Main Types of CAN bus Used in Industrial Applications
  1. CANopen: Developed for automation systems, CANopen standardizes the communication objects and provides a wide range of device interoperability options, making it suitable for complex machinery and system networks. It’s widely used in applications that require precise synchronization, such as in motion control systems.
  2. DeviceNet: Focused on industrial automation, DeviceNet uses CAN for networking sensors, actuators, and other industrial devices. It simplifies the connection and communication among devices and provides power over the bus, which reduces wiring complexity.
  3. SAE J1939: Used primarily in heavy-duty vehicles and mobile equipment, J1939 is based on CAN and supports messaging and network management capabilities tailored for vehicle applications. It allows integration of vehicle and engine components into a single network with high-bandwidth and robust control capabilities.
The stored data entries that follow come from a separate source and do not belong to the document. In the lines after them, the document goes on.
#[cfg(test)]
mod tests {
    use super::*;
    use crate::architecture::Architecture;
    use crate::mapper::fixtures::{ddr4_linear, ddr4_xor};
    use proptest::prelude::*;
    use rand::rngs::StdRng;
    use rand::SeedableRng;

    // Rows 1..=8 of columns 1..=32 in bank 0 of the linear layout.
    fn fill_block(idx: &mut HierarchyIndex<'_>) {
        for row in 1..=8u32 {
            for col in 1..=32u32 {
                idx.insert(&DramAddr {
                    row,
                    col,
                    ..DramAddr::new()
                });
            }
        }
    }

    #[test]
    fn empty_index_is_exhausted() {
        let m = ddr4_linear();
        let idx = HierarchyIndex::new(&m).unwrap();
        let mut rng = StdRng::seed_from_u64(1);
        let s = ErrorSampler::new(&idx).sample(&FaultSpec::new(1, 4), &mut rng);
        assert_eq!(s.yields, SampleYield::Exhausted);
        assert!(s.events.is_empty());

        let s = ErrorSampler::new(&idx).sample(&FaultSpec::new(1, 0), &mut rng);
        assert_eq!(s.yields, SampleYield::Found(0));
    }

    #[test]
    fn single_bit_hits_touched_inner_cells() {
        let m = ddr4_linear();
        let mut idx = HierarchyIndex::new(&m).unwrap();
        fill_block(&mut idx);
        let mut rng = StdRng::seed_from_u64(7);
        let s = ErrorSampler::new(&idx).sample(&FaultSpec::new(1, 50), &mut rng);
        assert_eq!(s.yields, SampleYield::Found(50));
        let bounds = CellBounds::full(&idx);
        for ev in &s.events {
            assert_eq!(ev.kind, EventKind::Single);
            let cell = ev.cells[0];
            assert!(idx.contains(&cell.addr));
            assert!(!bounds.is_edge(cell.addr.row as usize, cell.addr.col as usize));
            assert_eq!(m.phys_to_dram(cell.da).unwrap(), cell.addr);
        }
    }

    #[test]
    fn edge_only_index_reports_exhaustion() {
        let m = ddr4_linear();
        let mut idx = HierarchyIndex::new(&m).unwrap();
        // row 0 only
        idx.insert_range(0x1000, 0x1000);
        let mut rng = StdRng::seed_from_u64(3);
        let s = ErrorSampler::new(&idx).sample(&FaultSpec::new(1, 2), &mut rng);
        assert_eq!(s.yields, SampleYield::Exhausted);
    }

    #[test]
    fn partial_when_fewer_sites_than_events() {
        let m = ddr4_linear();
        let mut idx = HierarchyIndex::new(&m).unwrap();
        for col in [5u32, 9, 40] {
            idx.insert(&DramAddr {
                row: 3,
                col,
                ..DramAddr::new()
            });
        }
        let mut rng = StdRng::seed_from_u64(11);
        let s = ErrorSampler::new(&idx).sample(&FaultSpec::new(1, 5), &mut rng);
        assert_eq!(s.yields, SampleYield::PartialFound(3));
    }

    #[test]
    fn narrower_bounds_exclude_more() {
        let m = ddr4_linear();
        let mut idx = HierarchyIndex::new(&m).unwrap();
        fill_block(&mut idx);
        let bounds = CellBounds {
            rows: 2..=7,
            columns: 2..=31,
        };
        let mut rng = StdRng::seed_from_u64(5);
        let s = ErrorSampler::new(&idx)
            .with_bounds(bounds.clone())
            .sample(&FaultSpec::new(1, 20), &mut rng);
        assert_eq!(s.yields, SampleYield::Found(20));
        for ev in &s.events {
            let a = ev.cells[0].addr;
            assert!((3..=6).contains(&a.row));
            assert!((3..=30).contains(&a.col));
        }
    }

    #[test]
    fn word_line_events_share_a_row() {
        let m = ddr4_linear();
        let mut idx = HierarchyIndex::new(&m).unwrap();
        fill_block(&mut idx);
        let mut spec = FaultSpec::new(4, 10);
        spec.correlation.bit_line = 0.0;
        let mut rng = StdRng::seed_from_u64(9);
        let s = ErrorSampler::new(&idx).sample(&spec, &mut rng);
        assert_eq!(s.yields, SampleYield::Found(10));
        for ev in &s.events {
            assert_eq!(
                ev.kind,
                EventKind::Multi {
                    word_line: 4,
                    bit_line: 0
                }
            );
            let row = ev.cells[0].addr.row;
            let col = ev.cells[0].addr.col;
            for (i, c) in ev.cells.iter().enumerate() {
                assert_eq!(c.addr.row, row);
                assert_eq!(c.addr.col, col + i as u32);
                assert!(idx.contains(&c.addr));
            }
        }
    }

    #[test]
    fn bit_line_events_extend_down_one_column() {
        let m = ddr4_linear();
        let mut idx = HierarchyIndex::new(&m).unwrap();
        fill_block(&mut idx);
        let spec = FaultSpec {
            num: 3,
            cnt: 10,
            correlation: Correlation {
                word_line: 0.0,
                bit_line: 1.0,
                stack: 0.0,
            },
        };
        let mut rng = StdRng::seed_from_u64(13);
        let s = ErrorSampler::new(&idx).sample(&spec, &mut rng);
        assert_eq!(s.yields, SampleYield::Found(10));
        for ev in &s.events {
            let head = ev.cells[0].addr;
            for (j, c) in ev.cells.iter().enumerate() {
                assert_eq!(c.addr.col, head.col);
                assert_eq!(c.addr.row, head.row + j as u32);
                assert!(idx.contains(&c.addr));
            }
        }
    }

    #[test]
    fn stack_share_goes_to_single_cells() {
        let m = ddr4_linear();
        let mut idx = HierarchyIndex::new(&m).unwrap();
        fill_block(&mut idx);
        let mut spec = FaultSpec::new(2, 10);
        spec.correlation.stack = 0.5;
        let mut rng = StdRng::seed_from_u64(17);
        let s = ErrorSampler::new(&idx).sample(&spec, &mut rng);
        assert_eq!(s.yields, SampleYield::Found(10));
        let stacked = s
            .events
            .iter()
            .filter(|e| e.kind == EventKind::Stack(2))
            .count();
        assert_eq!(stacked, 5);
    }

    #[test]
    fn single_adjacent_pair_yields_one_multi_event() {
        let m = ddr4_linear();
        let mut idx = HierarchyIndex::new(&m).unwrap();
        for col in [2u32, 3, 6] {
            idx.insert(&DramAddr {
                row: 1,
                col,
                ..DramAddr::new()
            });
        }
        let mut spec = FaultSpec::new(2, 3);
        spec.correlation.bit_line = 0.0;
        let mut rng = StdRng::seed_from_u64(23);
        let s = ErrorSampler::new(&idx).sample(&spec, &mut rng);
        assert_eq!(s.yields, SampleYield::PartialFound(1));
        assert_eq!(s.events.len(), 1);
        let cols: Vec<u32> = s.events[0].cells.iter().map(|c| c.addr.col).collect();
        assert_eq!(cols, vec![2, 3]);
    }

    #[test]
    fn events_of_one_call_never_share_cells() {
        let m = ddr4_linear();
        let mut idx = HierarchyIndex::new(&m).unwrap();
        fill_block(&mut idx);
        let mut spec = FaultSpec::new(3, 20);
        spec.correlation.stack = 0.3;
        let mut rng = StdRng::seed_from_u64(29);
        let s = ErrorSampler::new(&idx).sample(&spec, &mut rng);
        let mut cells = HashSet::new();
        for ev in &s.events {
            for c in &ev.cells {
                assert!(cells.insert(c.addr), "{} hit twice", c.addr);
            }
        }
    }

    #[test]
    fn no_adjacent_columns_exhausts() {
        let m = ddr4_linear();
        let mut idx = HierarchyIndex::new(&m).unwrap();
        for col in [2u32, 4, 6] {
            idx.insert(&DramAddr {
                row: 1,
                col,
                ..DramAddr::new()
            });
        }
        let mut spec = FaultSpec::new(2, 3);
        spec.correlation.bit_line = 0.0;
        let mut rng = StdRng::seed_from_u64(19);
        let s = ErrorSampler::new(&idx).sample(&spec, &mut rng);
        assert_eq!(s.yields, SampleYield::Exhausted);
    }

    proptest! {
        #![proptest_config(ProptestConfig::with_cases(32))]

        #[test]
        fn single_bit_samples_are_touched(seed in any::<u64>(), start in 0u64..1 << 24) {
            let m = ddr4_xor();
            let mut idx = HierarchyIndex::new(&m).unwrap();
            idx.insert_range(start, start + (1 << 16));
            let mut rng = StdRng::seed_from_u64(seed);
            let sampler = ErrorSampler::new(&idx);
            let s = sampler.sample(&FaultSpec::new(1, 8), &mut rng);
            let bounds = CellBounds::full(&idx);
            for ev in &s.events {
                let a = ev.cells[0].addr;
                prop_assert!(idx.contains(&a));
                prop_assert!(!bounds.is_edge(a.row as usize, a.col as usize));
                prop_assert_eq!(m.phys_to_dram(ev.cells[0].da).unwrap(), a);
            }
        }

        #[test]
        fn word_line_runs_are_present_columns(seed in any::<u64>(), num in 2u32..5) {
            let m = ddr4_xor();
            let mut idx = HierarchyIndex::new(&m).unwrap();
            idx.insert_range(0x40_0000, 0x40_0000 + (1 << 18));
            let mut spec = FaultSpec::new(num, 4);
            spec.correlation.bit_line = 0.0;
            let mut rng = StdRng::seed_from_u64(seed);
            let s = ErrorSampler::new(&idx).sample(&spec, &mut rng);
            for ev in &s.events {
                prop_assert_eq!(ev.cells.len(), num as usize);
                let head = ev.cells[0].addr;
                let presence = idx.column_presence(idx.bank_of(&head));
                for (i, c) in ev.cells.iter().enumerate() {
                    prop_assert_eq!(c.addr.row, head.row);
                    prop_assert_eq!(c.addr.col, head.col + i as u32);
                    prop_assert!(presence.test(c.addr.col as usize));
                }
            }
        }
    }
}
Benefits of CAN bus in Industrial and Automotive Applications

The widespread adoption of CAN bus across different industries can be attributed to several compelling advantages it offers:

High Reliability and Robustness

  • Error Detection Capabilities: CAN bus’s sophisticated error detection mechanisms, including cyclic redundancy checks (CRC), ensure high data integrity, making it exceptionally reliable for critical communications.
  • Fault Confinement: CAN bus isolates problematic nodes to prevent them from compromising the entire network, ensuring system-wide robustness.

Efficiency and Scalability

  • Efficient Use of Network Bandwidth: The priority-based message transmission system allows for efficient use of the network, ensuring that messages are delivered in a timely manner based on their urgency and importance.
  • Scalability: CAN bus networks can easily accommodate additional nodes, making it simple to expand the system without significant redesign or cost.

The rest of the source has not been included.